25 years ago, Ethiopia was struck by one of the worst famines in its history. An estimated one million people died, and millions more suffered from extreme hunger and malnutrition.

On 23 October 1984, Michael Buerk, reporting for BBC News, famously filed a report which woke the world up to the scale of the crisis.

The subsequent Live Aid concert was one of the most widely watched events in history and captured global attention. The public response to the famine caused a seismic shift in people's consciousness about the developing world, and raised millions of dollars for urgent life-saving aid.

Oxfam Australia - then known as Community Aid Abroad (CAA) - responded to the famine with an ambitious program of desperately needed aid to the drought victims in the so-called `rebel held' provinces of Tigray and Eritrea where most famine victims were to be found.

These areas were being denied access to the international aid being channelled through the Ethiopian government.

Whilst most international agencies elected to work with the Ethiopian government, CAA decided early on to work solely in rebel held Tigray and Eritrea, and lobbied the Australian government which agreed to allocate one third of its Ethiopian food aid to communities in Eritrea and Tigray.

CAA's relief efforts made international headlines, when CAA water drilling equipment purchased following a $1 million appeal in the then Melbourne Herald together with 6,000 tonnes of this food aid, was seized when the ship `Golden Venture' docked in error at the Ethiopian controlled port of Assab and Ethiopian authorities discovered the intended destination of the aid was the rebel provinces.

The experiences learnt from the Ethiopia famine led CAA to set up its first Disasters Response Unit which, in its current form in Oxfam Australia, is leading the organisation's response to the recent regional disasters in Indonesia, Samoa, Cambodia, Philippines, Laos and Vietnam.

In East Africa, 25 years later the need for humanitarian support continues. Almost 23 million people are again facing severe shortages of food and water after years of successive poor rains.
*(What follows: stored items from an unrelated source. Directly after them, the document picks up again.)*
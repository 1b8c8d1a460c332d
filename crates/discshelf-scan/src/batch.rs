//! Parallel identification of many files.

use std::path::PathBuf;

use rayon::prelude::*;
use tracing::debug;

use discshelf_core::{ScanError, ScanOutcome};

use crate::scanner::IdentifierScanner;

/// Result of scanning one file in a batch.
#[derive(Debug)]
pub struct BatchEntry {
    pub path: PathBuf,
    pub result: Result<ScanOutcome, ScanError>,
}

impl BatchEntry {
    pub fn is_identified(&self) -> bool {
        matches!(self.result, Ok(ScanOutcome::Identified(_)))
    }
}

/// Scan every path in parallel, returning results in input order.
///
/// Each file is scanned independently with its own handle; only the
/// scanner's catalog is shared.
pub fn scan_batch(scanner: &IdentifierScanner, paths: &[PathBuf]) -> Vec<BatchEntry> {
    debug!(files = paths.len(), "starting batch identification");

    paths
        .par_iter()
        .map(|path| BatchEntry {
            path: path.clone(),
            result: scanner.scan(path),
        })
        .collect()
}
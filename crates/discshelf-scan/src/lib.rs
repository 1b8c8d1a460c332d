//! Game identifier scanning engine for discshelf.
//!
//! This crate finds the catalog code a PS2 disc image carries in its raw
//! bytes and resolves it to a title.
//!
//! # Overview
//!
//! - **Bounded memory**: files are read in fixed windows, so multi-gigabyte
//!   images cost one window of RAM
//! - **Boundary safe**: the tail of each window is carried into the next so
//!   tokens split across a window edge are still found
//! - **Shared catalog**: the title list is loaded at most once per
//!   [`IdentifierCatalog`] and shared by every scanner holding it
//!
//! # Example
//!
//! ```rust,no_run
//! use discshelf_scan::{IdentifierScanner, ScanConfig, ScanOutcome};
//!
//! let scanner = IdentifierScanner::new(ScanConfig::default()).unwrap();
//! match scanner.scan("/games/DVD/game.iso").unwrap() {
//!     ScanOutcome::Identified(m) => println!("{} {:?}", m.normalized_identifier(), m.title()),
//!     ScanOutcome::Unidentified => println!("no identifier"),
//! }
//! ```

mod batch;
mod catalog;
mod pattern;
mod scanner;

pub use batch::{BatchEntry, scan_batch};
pub use catalog::{CatalogSource, FsCatalogSource, IdentifierCatalog, parse_catalog};
pub use pattern::TokenPattern;
pub use scanner::IdentifierScanner;

// Re-export core types for convenience
pub use discshelf_core::{ScanConfig, ScanError, ScanMatch, ScanOutcome, normalize};
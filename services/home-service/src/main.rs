mod config;

use anyhow::Context;
use axum::{
    Json, Router,
    extract::State,
    response::Html,
    routing::get,
};
use serde::Serialize;
use std::sync::Arc;
use tower_http::{services::ServeDir, trace::TraceLayer};
use tracing::info;

use crate::config::ServiceConfig;

#[derive(Debug, Serialize)]
struct HealthResponse {
    service: &'static str,
    status: &'static str,
}

#[derive(Debug, Serialize)]
struct VersionResponse {
    service: &'static str,
    version: &'static str,
}

#[derive(Clone)]
struct AppState {
    home_page: Arc<str>,
}

impl AppState {
    /// Reads the page template once; a missing template fails startup.
    fn load(config: &ServiceConfig) -> anyhow::Result<Self> {
        let path = config.template_path();
        let home_page = std::fs::read_to_string(&path)
            .with_context(|| format!("failed to read home page template {}", path.display()))?;
        Ok(Self {
            home_page: home_page.into(),
        })
    }
}

#[tokio::main]
async fn main() -> anyhow::Result<()> {
    tracing_subscriber::fmt()
        .with_env_filter(
            tracing_subscriber::EnvFilter::try_from_default_env()
                .unwrap_or_else(|_| tracing_subscriber::EnvFilter::new("info")),
        )
        .init();

    let config = ServiceConfig::from_env()?;
    let state = AppState::load(&config)?;
    let app = router(&config, state);

    info!("home-service listening on {}", config.addr);
    info!("serving web assets from {}", config.web_dir.display());

    let listener = tokio::net::TcpListener::bind(config.addr).await?;
    axum::serve(listener, app)
        .with_graceful_shutdown(shutdown_signal())
        .await?;

    info!("home-service stopped");
    Ok(())
}

fn router(config: &ServiceConfig, state: AppState) -> Router {
    Router::new()
        .route("/", get(home_page))
        .route("/health", get(health))
        .route("/version", get(version))
        .nest_service("/css", ServeDir::new(config.static_dir("css")))
        .nest_service("/js", ServeDir::new(config.static_dir("js")))
        .nest_service("/pkg", ServeDir::new(config.pkg_dir()))
        .layer(TraceLayer::new_for_http())
        .with_state(state)
}

async fn shutdown_signal() {
    if let Err(err) = tokio::signal::ctrl_c().await {
        tracing::warn!("failed to listen for shutdown signal: {}", err);
        std::future::pending::<()>().await;
    }
    info!("shutdown signal received");
}

async fn home_page(State(state): State<AppState>) -> Html<String> {
    Html(state.home_page.to_string())
}

async fn health() -> Json<HealthResponse> {
    Json(HealthResponse {
        service: "home-service",
        status: "ok",
    })
}

async fn version() -> Json<VersionResponse> {
    Json(VersionResponse {
        service: "home-service",
        version: env!("CARGO_PKG_VERSION"),
    })
}
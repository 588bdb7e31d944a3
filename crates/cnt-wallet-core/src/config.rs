use anyhow::{Result, bail};
use cnt_storage::BALANCE_KEY;
use serde::{Deserialize, Serialize};

pub const DEFAULT_SEED_BALANCE: f64 = 1_000_000.0;
pub const DEFAULT_NAVIGATE_URL: &str = "https://www.youtube.com/watch?v=xvFZjo5PgG0";
pub const DEFAULT_HIDDEN_CLASS: &str = "hidden";

/// DOM ids the home page script binds to.
#[derive(Debug, Clone, PartialEq, Eq, Serialize, Deserialize)]
#[serde(default)]
pub struct ElementIds {
    pub wallet: String,
    pub navigate_button: String,
    pub show_agreement_button: String,
    pub accept_button: String,
    pub agreement_panel: String,
}

impl Default for ElementIds {
    fn default() -> Self {
        Self {
            wallet: "wallet".to_owned(),
            navigate_button: "blackjack-btn".to_owned(),
            show_agreement_button: "user-agreement-btn".to_owned(),
            accept_button: "accept-btn".to_owned(),
            agreement_panel: "user-agreement".to_owned(),
        }
    }
}

impl ElementIds {
    pub fn all(&self) -> [&str; 5] {
        [
            self.wallet.as_str(),
            self.navigate_button.as_str(),
            self.show_agreement_button.as_str(),
            self.accept_button.as_str(),
            self.agreement_panel.as_str(),
        ]
    }

    /// First id the document does not contain, if any.
    pub fn first_missing<F>(&self, exists: F) -> Option<&str>
    where
        F: Fn(&str) -> bool,
    {
        self.all().into_iter().find(|id| !exists(id))
    }
}

/// Page configuration. Every field has a default, so a page may override any
/// subset through an embedded JSON blob.
#[derive(Debug, Clone, PartialEq, Serialize, Deserialize)]
#[serde(default)]
pub struct HomeConfig {
    pub storage_key: String,
    pub seed_balance: f64,
    pub navigate_url: String,
    pub hidden_class: String,
    pub element_ids: ElementIds,
}

impl Default for HomeConfig {
    fn default() -> Self {
        Self {
            storage_key: BALANCE_KEY.to_owned(),
            seed_balance: DEFAULT_SEED_BALANCE,
            navigate_url: DEFAULT_NAVIGATE_URL.to_owned(),
            hidden_class: DEFAULT_HIDDEN_CLASS.to_owned(),
            element_ids: ElementIds::default(),
        }
    }
}

impl HomeConfig {
    pub fn from_json(raw: &str) -> Result<Self> {
        let config: HomeConfig = serde_json::from_str(raw)?;
        config.validate()?;
        Ok(config)
    }

    pub fn validate(&self) -> Result<()> {
        if self.storage_key.trim().is_empty() {
            bail!("storage_key cannot be empty");
        }
        // a zero seed would be re-seeded on every load
        if !self.seed_balance.is_finite() || self.seed_balance <= 0.0 {
            bail!("seed_balance must be a positive number");
        }
        if self.navigate_url.trim().is_empty() {
            bail!("navigate_url cannot be empty");
        }
        if self.hidden_class.trim().is_empty() || self.hidden_class.contains(char::is_whitespace) {
            bail!("hidden_class must be a single class name");
        }
        Ok(())
    }
}
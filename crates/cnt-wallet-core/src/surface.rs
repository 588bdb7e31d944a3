//! UI surface the page logic runs against.
//!
//! The browser crate implements these over `web-sys` elements; tests use the
//! fakes at the bottom of this file.

use anyhow::Result;

/// An editable text field (the wallet input).
pub trait ValueField {
    fn value(&self) -> String;
    fn set_value(&self, value: &str);
}

/// Class list of an element.
pub trait ClassList {
    fn add_class(&self, class: &str) -> Result<()>;
    fn remove_class(&self, class: &str) -> Result<()>;
    fn has_class(&self, class: &str) -> bool;
}

/// Page location.
pub trait Navigator {
    /// Replace the current history entry with `url`.
    fn replace(&self, url: &str) -> Result<()>;
}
Like other countries in the region, Ethiopia continues to suffer frequent droughts and food crises despite having made progress - for instance on establishing a groundbreaking national safety net.

On the 25th anniversary of the Ethiopia famine, Oxfam is releasing a new report Band Aids and Beyond calling for a radical change in the way the world deals with food crises: Instead of waiting for drought and focusing on emergency food aid, we should be preparing for them in advance, preventing a dry season from turning into a disaster and mitigating the impact on poor families.

Oxfam has several spokespeople available for interviews, including current staff in Ethiopia and aid workers involved in Oxfam Australia's (Community Aid Abroad) response to the 1984 famine.

Footage and photos from the current food crisis, in Ethiopia and across the region, are also available.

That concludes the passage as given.